## [Data provided]

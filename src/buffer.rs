//! Bounded ordered buffer that hides fork volatility from handlers.
//!
//! Non-final blocks are held back until either the remote asserts them final
//! (`final_block_height`) or enough later blocks accumulate that the oldest
//! can be treated as effectively final. Undo signals that stay within the
//! buffered tail are absorbed by rewinding it, so a correctly sized buffer
//! means the downstream handler never observes an undo.

use std::collections::VecDeque;

use crate::SinkError;
use crate::cursor::BlockRef;
use crate::pb::substreams::rpc::v2::{BlockScopedData, BlockUndoSignal};

pub(crate) struct BlockBuffer {
    capacity: usize,
    data: VecDeque<BlockScopedData>,
    last_emitted: Option<BlockRef>,
}

fn block_ref_of(data: &BlockScopedData) -> Result<BlockRef, SinkError> {
    let clock = data
        .clock
        .as_ref()
        .ok_or(SinkError::MalformedResponse("BlockScopedData", "clock"))?;

    Ok(BlockRef::from(clock))
}

fn height_of(data: &BlockScopedData) -> u64 {
    data.clock.as_ref().map(|clock| clock.number).unwrap_or(0)
}

impl BlockBuffer {
    pub fn new(capacity: usize) -> Self {
        Self {
            capacity,
            data: VecDeque::with_capacity(capacity),
            last_emitted: None,
        }
    }

    pub fn capacity(&self) -> usize {
        self.capacity
    }

    /// Accepts the next block from the stream and returns every block that
    /// became safe to deliver, oldest first.
    ///
    /// Blocks must arrive in strictly increasing height order within a
    /// connection; a non-increasing height is a protocol violation.
    pub fn handle_block_scoped_data(
        &mut self,
        data: BlockScopedData,
    ) -> Result<Vec<BlockScopedData>, SinkError> {
        let received = block_ref_of(&data)?;

        if let Some(newest) = self.data.back() {
            let newest_height = height_of(newest);
            if received.num <= newest_height {
                return Err(SinkError::OrderingViolation {
                    received,
                    latest: block_ref_of(newest)?,
                });
            }
        }

        let mut emitted = Vec::new();

        // Index of the newest buffered block the incoming message asserts
        // final, if any.
        let last_final_index = self
            .data
            .iter()
            .rposition(|buffered| height_of(buffered) <= data.final_block_height);

        if self.data.len() == self.capacity || last_final_index.is_some() {
            // A full buffer with no finality signal pseudo-finalizes the
            // single oldest block to make room.
            let drain_to = last_final_index.unwrap_or(0);
            emitted.extend(self.data.drain(..=drain_to));

            if let Some(newest_emitted) = emitted.last() {
                self.last_emitted = Some(block_ref_of(newest_emitted)?);
            }
        }

        if received.num <= data.final_block_height {
            // Already final, deliver without buffering.
            emitted.push(data);
        } else {
            self.data.push_back(data);
        }

        Ok(emitted)
    }

    /// Rewinds the buffered tail down to `last_valid_block`.
    ///
    /// Succeeds silently when the fork stays within the buffer, including
    /// when it predates every buffered block (the whole tail is discarded).
    /// Fails when a block above the undo point was already delivered, which
    /// means the buffer was sized too small for this fork.
    pub fn handle_block_undo_signal(&mut self, undo: &BlockUndoSignal) -> Result<(), SinkError> {
        let last_valid: BlockRef = undo
            .last_valid_block
            .as_ref()
            .map(BlockRef::from)
            .ok_or(SinkError::MalformedResponse(
                "BlockUndoSignal",
                "last_valid_block",
            ))?;

        if let Some(emitted) = &self.last_emitted {
            if emitted.num >= last_valid.num && *emitted != last_valid {
                return Err(SinkError::UndoPastEmitted {
                    last_valid,
                    emitted: emitted.clone(),
                });
            }
        }

        while let Some(newest) = self.data.back() {
            if height_of(newest) > last_valid.num {
                self.data.pop_back();
            } else {
                break;
            }
        }

        Ok(())
    }
}
impl Sinker {
    #[must_use]
    pub fn block_range(&self) -> Option<BlockRange> {
        self.block_range
    }

    #[must_use]
    pub fn output_module(&self) -> &Module {
        &self.output_module
    }

    #[must_use]
    pub fn output_module_name(&self) -> &str {
        &self.output_module.name
    }

    #[must_use]
    pub fn output_module_hash(&self) -> &str {
        &self.output_module_hash
    }

    /// Runs the sinker until the stop block is reached, `shutdown` is
    /// cancelled, the retry budget is exhausted, or a fatal error occurs.
    ///
    /// Resumes from `start_cursor`; pass [`Cursor::blank`] to start from the
    /// configured range. Cancellation through `shutdown` is a clean stop and
    /// returns `Ok(())`.
    ///
    /// # Errors
    ///
    /// See [`SinkError`]; only transient transport failures and
    /// [`SinkError::retryable`] handler errors are retried internally, every
    /// other error surfaces here.
    pub async fn run<H: SinkerHandler>(
        mut self,
        shutdown: CancellationToken,
        start_cursor: Cursor,
        handler: &mut H,
    ) -> Result<(), SinkError> {
        let log_each = if tracing::enabled!(Level::DEBUG) {
            Duration::from_secs(5)
        } else {
            Duration::from_secs(15)
        };

        let mut client = SubstreamsClient::connect(&self.client_config, self.extra_headers.clone())?;

        let stats_shutdown = CancellationToken::new();
        let stats_task = self.stats.start(log_each, stats_shutdown.clone());

        let end_at = self
            .adjusted_stream_range()
            .and_then(|range| range.end())
            .map_or_else(|| "never".to_string(), |end| format!("#{end}"));

        info!(
            stats_refresh_each = ?log_each,
            restarting_at = %start_cursor.block(),
            end_at = %end_at,
            "starting sinker"
        );

        let result = self
            .stream_loop(&mut client, &shutdown, start_cursor, handler)
            .await;

        // The stats task flushes a last line on cancellation; wait for it so
        // the final state is always logged before we return.
        stats_shutdown.cancel();
        let _ = stats_task.await;
        info!("sinker terminating");

        match result {
            Ok(last_cursor) => {
                info!(
                    last_block_seen = %last_cursor.block(),
                    "substreams ended correctly, reached your stop block"
                );
                Ok(())
            }
            Err(SinkError::Cancelled) if shutdown.is_cancelled() => Ok(()),
            Err(err) => Err(err),
        }
    }

    /// The stream range widened by the buffer capacity so a bounded stream
    /// still delivers enough trailing blocks to flush the buffer.
    fn adjusted_stream_range(&self) -> Option<BlockRange> {
        let range = self.block_range?;

        if let (Some(buffer), Some(end)) = (&self.buffer, range.end()) {
            if let Ok(adjusted) =
                BlockRange::bounded(range.start(), end.saturating_add(buffer.capacity() as u64))
            {
                return Some(adjusted);
            }
        }

        Some(range)
    }

    async fn stream_loop<C: BlocksClient, H: SinkerHandler>(
        &mut self,
        client: &mut C,
        shutdown: &CancellationToken,
        start_cursor: Cursor,
        handler: &mut H,
    ) -> Result<Cursor, SinkError> {
        let adjusted_range = self.adjusted_stream_range();
        let start_block = adjusted_range.map_or(0, |range| range.start());
        let stop_block = adjusted_range.and_then(|range| range.end()).unwrap_or(u64::MAX);

        let mut active_cursor = start_cursor;
        let mut backoff = self.backoff.build();

        loop {
            let request = Request {
                start_block_num: start_block as i64,
                start_cursor: active_cursor.to_opaque().to_string(),
                stop_block_num: stop_block,
                final_blocks_only: self.final_blocks_only,
                production_mode: self.mode == SubstreamsMode::Production,
                output_module: self.output_module.name.clone(),
                modules: Some(self.modules.clone()),
            };

            let (received_message, outcome) = self
                .consume_stream(client, request, &mut active_cursor, shutdown, handler)
                .await;

            // A stream that delivered at least one message re-arms the full
            // retry budget: backoff measures consecutive failures, not
            // failures over the lifetime of the sinker.
            if received_message {
                backoff = self.backoff.build();
            }

            match outcome {
                Ok(()) => return Ok(active_cursor),
                Err(err) => {
                    counter!(metric_names::ERROR_COUNT).increment(1);

                    if matches!(err, SinkError::Cancelled) || !err.is_retryable() {
                        return Err(err);
                    }

                    error!(error = %err, "substreams encountered a retryable error");

                    let Some(sleep_for) = backoff.next() else {
                        return Err(SinkError::BackoffExpired);
                    };

                    info!(sleep = ?sleep_for, "sleeping before re-connecting");
                    tokio::select! {
                        () = tokio::time::sleep(sleep_for) => {}
                        () = shutdown.cancelled() => return Err(SinkError::Cancelled),
                    }
                }
            }
        }
    }

    /// Opens one stream and consumes it to completion, reporting whether at
    /// least one message was received. `Ok(())` means the server closed the
    /// stream cleanly, which the protocol defines as the stop block being
    /// reached.
    async fn consume_stream<C: BlocksClient, H: SinkerHandler>(
        &mut self,
        client: &mut C,
        request: Request,
        active_cursor: &mut Cursor,
        shutdown: &CancellationToken,
        handler: &mut H,
    ) -> (bool, Result<(), SinkError>) {
        debug!(
            start_block = request.start_block_num,
            cursor = %active_cursor,
            "launching substreams request"
        );

        let mut received_message = false;

        let opened = tokio::select! {
            opened = client.blocks(request) => opened,
            () = shutdown.cancelled() => return (received_message, Err(SinkError::Cancelled)),
        };

        let mut stream = match opened {
            Ok(stream) => stream,
            Err(status) => {
                let err = SinkError::retryable(SinkError::OpenStream(status));
                return (received_message, Err(err));
            }
        };

        loop {
            let message = tokio::select! {
                message = stream.next() => message,
                () = shutdown.cancelled() => return (received_message, Err(SinkError::Cancelled)),
            };

            let response = match message {
                None => return (received_message, Ok(())),
                Some(Err(status)) => {
                    let transient = is_transient_code(status.code());
                    let err = SinkError::Transport(status);
                    let err = if transient {
                        SinkError::retryable(err)
                    } else {
                        err
                    };
                    return (received_message, Err(err));
                }
                Some(Ok(response)) => response,
            };

            received_message = true;

            if let Err(err) = self.dispatch(response, active_cursor, handler).await {
                return (received_message, Err(err));
            }
        }
    }

    async fn dispatch<H: SinkerHandler>(
        &mut self,
        response: Response,
        active_cursor: &mut Cursor,
        handler: &mut H,
    ) -> Result<(), SinkError> {
        let Some(message) = response.message else {
            warn!("received an empty response message, ignoring");
            return Ok(());
        };

        match message {
            response::Message::Session(session) => {
                info!(trace_id = %session.trace_id, "session initialized with remote endpoint");
            }
            response::Message::Progress(progress) => self.on_progress(&progress),
            response::Message::BlockScopedData(data) => {
                self.on_block_scoped_data(data, active_cursor, handler).await?;
            }
            response::Message::BlockUndoSignal(undo) => {
                self.on_block_undo_signal(undo, active_cursor, handler).await?;
            }
            response::Message::DebugSnapshotData(_) | response::Message::DebugSnapshotComplete(_) => {
                warn!("received debug snapshot message, there is no reason to receive those here");
            }
        }

        Ok(())
    }

    fn on_progress(&self, progress: &ModulesProgress) {
        let mut total_processed_blocks = 0u64;
        let mut jobs_per_stage: BTreeMap<u32, u64> = BTreeMap::new();

        for job in &progress.running_jobs {
            total_processed_blocks += job.processed_blocks;
            *jobs_per_stage.entry(job.stage).or_default() += 1;
            gauge!(metric_names::PROGRESS_LAST_PROCESSED_BLOCK, "stage" => job.stage.to_string())
                .set((job.start_block + job.processed_blocks) as f64);
        }

        for (stage, jobs) in jobs_per_stage {
            gauge!(metric_names::PROGRESS_RUNNING_JOBS, "stage" => stage.to_string())
                .set(jobs as f64);
        }

        for module_stats in &progress.modules_stats {
            counter!(metric_names::PROGRESS_MESSAGE_COUNT, "module" => module_stats.name.clone())
                .increment(1);
            total_processed_blocks += module_stats.total_processed_block_count;
        }

        for (index, stage) in progress.stages.iter().enumerate() {
            if let Some(range) = stage.completed_ranges.first() {
                gauge!(metric_names::PROGRESS_LAST_CONTIGUOUS_BLOCK, "stage" => index.to_string())
                    .set(range.end_block as f64);
            }
        }

        gauge!(metric_names::PROGRESS_TOTAL_PROCESSED_BLOCKS).set(total_processed_blocks as f64);

        trace!(
            running_jobs = progress.running_jobs.len(),
            modules = progress.modules_stats.len(),
            "received response Progress"
        );
    }

    async fn on_block_scoped_data<H: SinkerHandler>(
        &mut self,
        data: BlockScopedData,
        active_cursor: &mut Cursor,
        handler: &mut H,
    ) -> Result<(), SinkError> {
        let block = data
            .clock
            .as_ref()
            .map(BlockRef::from)
            .ok_or(SinkError::MalformedResponse("BlockScopedData", "clock"))?;

        trace!(
            at = %block,
            payload_bytes = payload_size(&data),
            "received response BlockScopedData"
        );

        // Stats and metrics reflect the state of the stream, not the state
        // of the buffer.
        self.stats.record_block(block.clone());
        self.stats.record_data_message();
        gauge!(metric_names::HEAD_BLOCK_NUMBER).set(block.num as f64);
        counter!(metric_names::DATA_MESSAGE_COUNT).increment(1);
        counter!(metric_names::DATA_MESSAGE_SIZE_BYTES).increment(payload_size(&data));

        let buffered = self.buffer.is_some();
        let emitted = match &mut self.buffer {
            None => vec![data],
            Some(buffer) => {
                *active_cursor = Cursor::from_opaque(&data.cursor)?;
                buffer.handle_block_scoped_data(data)?
            }
        };

        for block_data in emitted {
            let current_cursor = Cursor::from_opaque(&block_data.cursor)?;

            let is_live = match &mut self.liveness_checker {
                None => None,
                Some(checker) => Some(
                    block_data
                        .clock
                        .as_ref()
                        .is_some_and(|clock| checker.is_live(clock)),
                ),
            };

            let handling_started = Instant::now();
            handler
                .handle_block_scoped_data(block_data, is_live, &current_cursor)
                .await?;
            self.stats
                .record_block_processing_time(handling_started.elapsed());

            if !buffered {
                // Without a buffer, the block just handled is the resume
                // point; with one, the cursor already sits at the newest
                // received block and the buffer replays what was unseen.
                *active_cursor = current_cursor;
            }
        }

        Ok(())
    }

    async fn on_block_undo_signal<H: SinkerHandler>(
        &mut self,
        undo: BlockUndoSignal,
        active_cursor: &mut Cursor,
        handler: &mut H,
    ) -> Result<(), SinkError> {
        let last_valid_block = undo
            .last_valid_block
            .as_ref()
            .map(BlockRef::from)
            .ok_or(SinkError::MalformedResponse("BlockUndoSignal", "last_valid_block"))?;

        trace!(
            last_valid_block = %last_valid_block,
            last_valid_cursor = %undo.last_valid_cursor,
            "received response BlockUndoSignal"
        );

        *active_cursor = Cursor::from_opaque(&undo.last_valid_cursor)?;

        self.stats.record_block(last_valid_block.clone());
        self.stats.record_undo_message();
        counter!(metric_names::UNDO_MESSAGE_COUNT).increment(1);
        gauge!(metric_names::HEAD_BLOCK_NUMBER).set(last_valid_block.num as f64);

        match &mut self.buffer {
            None => handler.handle_block_undo_signal(undo, active_cursor).await,
            // The buffer absorbs the rewind; a fork reaching below an
            // already-emitted block fails here because the configured buffer
            // size was insufficient for it.
            Some(buffer) => buffer.handle_block_undo_signal(&undo),
        }
    }
}
//! Optional CLI surface: the standard sink flag set, credential loading and
//! module-graph helpers shared by sink binaries.
//!
//! Embed [`SinkerFlags`] into a clap command with `#[command(flatten)]` and
//! feed it to a [`SinkerBuilder`] through [`SinkerFlags::apply`].

use std::time::Duration;

use clap::Args;
use tonic::metadata::{AsciiMetadataKey, AsciiMetadataValue, MetadataMap};

use crate::SinkError;
use crate::liveness::DeltaLivenessChecker;
use crate::pb::substreams::v1::{Module, Modules, module};
use crate::sinker::{DEFAULT_UNDO_BUFFER_SIZE, SinkerBuilder, SubstreamsMode};

/// The standard flag set understood by Substreams sinks.
#[derive(Debug, Clone, Args)]
pub struct SinkerFlags {
    /// Set a parameter for a parameterizable module (`module=value`), repeatable
    #[arg(long, value_name = "module=value")]
    pub params: Vec<String>,

    /// Network to use for network-parameterized packages
    #[arg(long)]
    pub network: Option<String>,

    /// Skip certificate validation on the gRPC connection
    #[arg(long, short = 'k')]
    pub insecure: bool,

    /// Establish the gRPC connection in plaintext
    #[arg(long, short = 'p')]
    pub plaintext: bool,

    /// Number of blocks to keep buffered to handle fork reorganizations
    #[arg(long, default_value_t = DEFAULT_UNDO_BUFFER_SIZE)]
    pub undo_buffer_size: usize,

    /// Consider the chain live if block time is within this duration of current time
    #[arg(long, default_value = "300s", value_parser = humantime::parse_duration)]
    pub live_block_time_delta: Duration,

    /// Enable development mode, for testing purposes only
    #[arg(long)]
    pub development_mode: bool,

    /// Get only final blocks
    #[arg(long)]
    pub final_blocks_only: bool,

    /// Deprecated, renamed to --final-blocks-only
    #[arg(long, hide = true)]
    pub irreversible_only: bool,

    /// Default behavior is to retry 15 times spanning approximately 5m before
    /// exiting with an error, activating this flag retries forever
    #[arg(long)]
    pub infinite_retry: bool,

    /// Do not validate the package and module graph before streaming
    #[arg(long)]
    pub skip_package_validation: bool,

    /// Additional gRPC header (`name: value`), repeatable
    #[arg(long = "header", short = 'H', value_name = "name: value")]
    pub headers: Vec<String>,
}

impl SinkerFlags {
    #[must_use]
    pub fn mode(&self) -> SubstreamsMode {
        if self.development_mode {
            SubstreamsMode::Development
        } else {
            SubstreamsMode::Production
        }
    }

    /// Final-blocks-only requested through either the current flag or its
    /// deprecated alias.
    #[must_use]
    pub fn resolved_final_blocks_only(&self) -> bool {
        self.final_blocks_only || self.irreversible_only
    }

    /// Parses the repeatable `--header` values into gRPC metadata.
    ///
    /// # Errors
    ///
    /// [`SinkError::Configuration`] on a header missing the `:` separator or
    /// carrying a non-ASCII name or value.
    pub fn extra_headers(&self) -> Result<MetadataMap, SinkError> {
        let mut headers = MetadataMap::new();

        for header in &self.headers {
            let (name, value) = header.split_once(':').ok_or_else(|| {
                SinkError::Configuration(format!(
                    "invalid header {header:?}, expected `name: value`"
                ))
            })?;

            let key = name
                .trim()
                .to_ascii_lowercase()
                .parse::<AsciiMetadataKey>()
                .map_err(|_| {
                    SinkError::Configuration(format!("invalid header name {name:?}"))
                })?;
            let value = value.trim().parse::<AsciiMetadataValue>().map_err(|_| {
                SinkError::Configuration(format!("invalid header value for {name:?}"))
            })?;

            headers.append(key, value);
        }

        Ok(headers)
    }

    /// Applies every recognized flag to `builder`.
    ///
    /// # Errors
    ///
    /// [`SinkError::Configuration`] when header values cannot be parsed.
    pub fn apply(&self, mut builder: SinkerBuilder) -> Result<SinkerBuilder, SinkError> {
        if self.undo_buffer_size > 0 {
            builder = builder.undo_buffer_size(self.undo_buffer_size);
        }

        if self.infinite_retry {
            builder = builder.infinite_retry();
        }

        if self.resolved_final_blocks_only() {
            builder = builder.final_blocks_only();
        }

        if !self.live_block_time_delta.is_zero() {
            builder =
                builder.liveness_checker(DeltaLivenessChecker::new(self.live_block_time_delta));
        }

        let headers = self.extra_headers()?;
        if !headers.is_empty() {
            builder = builder.extra_headers(headers);
        }

        Ok(builder)
    }
}

/// Reads the Substreams API token from the environment:
/// `SUBSTREAMS_API_TOKEN` first, `SF_API_TOKEN` as fallback.
#[must_use]
pub fn read_api_token() -> Option<String> {
    read_api_token_from(|name| std::env::var(name).ok())
}

fn read_api_token_from(lookup: impl Fn(&str) -> Option<String>) -> Option<String> {
    lookup("SUBSTREAMS_API_TOKEN")
        .filter(|token| !token.is_empty())
        .or_else(|| lookup("SF_API_TOKEN").filter(|token| !token.is_empty()))
}

/// Splits an output type into its unprefixed and `proto:`-prefixed forms:
/// `com.acme` and `proto:com.acme` both yield `("com.acme", "proto:com.acme")`.
fn sanitize_module_type(input: &str) -> (String, String) {
    match input.strip_prefix("proto:") {
        Some(unprefixed) => (unprefixed.to_string(), input.to_string()),
        None => (input.to_string(), format!("proto:{input}")),
    }
}

/// Finds the output module `name` in `modules` and validates it is a mapper
/// with one of the expected output types.
///
/// `expected_types` is a comma-separated list of Protobuf type names, with
/// or without the `proto:` prefix; `None` disables the type check.
///
/// # Errors
///
/// [`SinkError::Configuration`] when the module is missing, is not a map
/// module, or its output type does not match.
pub fn resolve_output_module(
    modules: &Modules,
    name: &str,
    expected_types: Option<&str>,
) -> Result<Module, SinkError> {
    let module = modules
        .modules
        .iter()
        .find(|module| module.name == name)
        .ok_or_else(|| SinkError::Configuration(format!("output module {name:?} not found")))?;

    let Some(module::Kind::KindMap(_)) = &module.kind else {
        return Err(SinkError::Configuration(format!(
            "output module {name:?} is not of type 'Mapper'"
        )));
    };

    if let Some(expected_types) = expected_types {
        let actual_type = module
            .output
            .as_ref()
            .map(|output| output.r#type.as_str())
            .unwrap_or_default();
        let (actual_unprefixed, actual_prefixed) = sanitize_module_type(actual_type);

        let expected: Vec<(String, String)> = expected_types
            .split(',')
            .map(|expected| sanitize_module_type(expected.trim()))
            .collect();

        if !expected
            .iter()
            .any(|(_, prefixed)| *prefixed == actual_prefixed)
        {
            let accepted: Vec<&str> = expected
                .iter()
                .map(|(unprefixed, _)| unprefixed.as_str())
                .collect();
            return Err(SinkError::Configuration(format!(
                "sink only supports map module with output type {:?} but selected module {:?} output type is {:?}",
                accepted.join(", "),
                name,
                actual_unprefixed
            )));
        }
    }

    Ok(module.clone())
}

/// Applies `module=value` parameter overrides to the module graph, rewriting
/// each target module's params input.
///
/// # Errors
///
/// [`SinkError::Configuration`] on a malformed entry, an unknown module, or
/// a module without a params input.
pub fn apply_params(modules: &mut Modules, params: &[String]) -> Result<(), SinkError> {
    for param in params {
        let (name, value) = param.split_once('=').ok_or_else(|| {
            SinkError::Configuration(format!(
                "invalid param {param:?}, expected `module=value`"
            ))
        })?;

        let module = modules
            .modules
            .iter_mut()
            .find(|module| module.name == name)
            .ok_or_else(|| {
                SinkError::Configuration(format!("param for unknown module {name:?}"))
            })?;

        let params_input = module
            .inputs
            .iter_mut()
            .find_map(|input| match &mut input.input {
                Some(module::input::Input::Params(params)) => Some(params),
                _ => None,
            })
            .ok_or_else(|| {
                SinkError::Configuration(format!("module {name:?} has no params input"))
            })?;

        params_input.value = value.to_string();
    }

    Ok(())
}

#[cfg(test)]
mod tests {
    use super::*;
    use clap::Parser;

    #[derive(Parser)]
    struct Cli {
        #[command(flatten)]
        flags: SinkerFlags,
    }

    fn map_module(name: &str, output_type: &str) -> Module {
        Module {
            name: name.to_string(),
            kind: Some(module::Kind::KindMap(module::KindMap {
                output_type: output_type.to_string(),
            })),
            output: Some(module::Output {
                r#type: output_type.to_string(),
            }),
            ..Default::default()
        }
    }

    #[test]
    fn defaults_match_the_documented_flag_set() {
        let cli = Cli::try_parse_from(["sink"]).unwrap();

        assert!(cli.flags.params.is_empty());
        assert_eq!(cli.flags.network, None);
        assert!(!cli.flags.insecure);
        assert!(!cli.flags.plaintext);
        assert_eq!(cli.flags.undo_buffer_size, 12);
        assert_eq!(cli.flags.live_block_time_delta, Duration::from_secs(300));
        assert!(!cli.flags.development_mode);
        assert!(!cli.flags.resolved_final_blocks_only());
        assert!(!cli.flags.infinite_retry);
        assert!(!cli.flags.skip_package_validation);
        assert!(cli.flags.headers.is_empty());
        assert_eq!(cli.flags.mode(), SubstreamsMode::Production);
    }

    #[test]
    fn short_flags_and_repeatables_parse() {
        let cli = Cli::try_parse_from([
            "sink",
            "-k",
            "-p",
            "--params",
            "map_events=addr=0xdead",
            "--params",
            "map_blocks=42",
            "-H",
            "x-trace: abc",
            "-H",
            "x-other: def",
            "--live-block-time-delta",
            "30s",
        ])
        .unwrap();

        assert!(cli.flags.insecure);
        assert!(cli.flags.plaintext);
        assert_eq!(cli.flags.params.len(), 2);
        assert_eq!(cli.flags.headers.len(), 2);
        assert_eq!(cli.flags.live_block_time_delta, Duration::from_secs(30));
    }

    #[test]
    fn deprecated_irreversible_only_maps_to_final_blocks_only() {
        let cli = Cli::try_parse_from(["sink", "--irreversible-only"]).unwrap();
        assert!(cli.flags.resolved_final_blocks_only());
    }

    #[test]
    fn headers_parse_into_metadata() {
        let cli = Cli::try_parse_from(["sink", "-H", "X-Api-Key: s3cret"]).unwrap();
        let headers = cli.flags.extra_headers().unwrap();

        assert_eq!(headers.get("x-api-key").unwrap(), "s3cret");
    }

    #[test]
    fn malformed_headers_are_rejected() {
        let cli = Cli::try_parse_from(["sink", "-H", "no-separator"]).unwrap();
        assert!(matches!(
            cli.flags.extra_headers(),
            Err(SinkError::Configuration(_))
        ));
    }

    #[test]
    fn token_env_precedence() {
        let token = read_api_token_from(|name| match name {
            "SUBSTREAMS_API_TOKEN" => Some("primary".to_string()),
            "SF_API_TOKEN" => Some("fallback".to_string()),
            _ => None,
        });
        assert_eq!(token.as_deref(), Some("primary"));

        let token = read_api_token_from(|name| match name {
            "SF_API_TOKEN" => Some("fallback".to_string()),
            _ => None,
        });
        assert_eq!(token.as_deref(), Some("fallback"));

        let token = read_api_token_from(|name| match name {
            "SUBSTREAMS_API_TOKEN" => Some(String::new()),
            "SF_API_TOKEN" => Some("fallback".to_string()),
            _ => None,
        });
        assert_eq!(token.as_deref(), Some("fallback"));

        assert_eq!(read_api_token_from(|_| None), None);
    }

    #[test]
    fn sanitize_module_type_handles_both_directions() {
        assert_eq!(
            sanitize_module_type("com.acme"),
            ("com.acme".to_string(), "proto:com.acme".to_string())
        );
        assert_eq!(
            sanitize_module_type("proto:com.acme"),
            ("com.acme".to_string(), "proto:com.acme".to_string())
        );
    }

    #[test]
    fn resolve_output_module_validates_kind_and_type() {
        let modules = Modules {
            modules: vec![
                map_module("map_events", "proto:com.acme.Events"),
                Module {
                    name: "store_totals".to_string(),
                    kind: Some(module::Kind::KindStore(module::KindStore::default())),
                    ..Default::default()
                },
            ],
            binaries: vec![],
        };

        let resolved =
            resolve_output_module(&modules, "map_events", Some("com.acme.Events")).unwrap();
        assert_eq!(resolved.name, "map_events");

        // Comma-separated alternatives, prefixed or not.
        resolve_output_module(
            &modules,
            "map_events",
            Some("proto:com.acme.Other, com.acme.Events"),
        )
        .unwrap();

        assert!(matches!(
            resolve_output_module(&modules, "map_events", Some("com.acme.Other")),
            Err(SinkError::Configuration(_))
        ));
        assert!(matches!(
            resolve_output_module(&modules, "store_totals", None),
            Err(SinkError::Configuration(_))
        ));
        assert!(matches!(
            resolve_output_module(&modules, "missing", None),
            Err(SinkError::Configuration(_))
        ));
    }

    #[test]
    fn apply_params_rewrites_the_params_input() {
        let mut modules = Modules {
            modules: vec![Module {
                inputs: vec![module::Input {
                    input: Some(module::input::Input::Params(module::input::Params {
                        value: "default".to_string(),
                    })),
                }],
                ..map_module("map_events", "proto:com.acme.Events")
            }],
            binaries: vec![],
        };

        apply_params(&mut modules, &["map_events=addr=0xbeef".to_string()]).unwrap();

        let module::input::Input::Params(params) =
            modules.modules[0].inputs[0].input.as_ref().unwrap()
        else {
            panic!("expected params input");
        };
        assert_eq!(params.value, "addr=0xbeef");

        assert!(matches!(
            apply_params(&mut modules, &["unknown=1".to_string()]),
            Err(SinkError::Configuration(_))
        ));
        assert!(matches!(
            apply_params(&mut modules, &["malformed".to_string()]),
            Err(SinkError::Configuration(_))
        ));
    }
}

## [What the task asks]
Within the listing, how many lines hold the string "AsciiMetadataValue"? State that number alone.

## [Output for this exercise]
2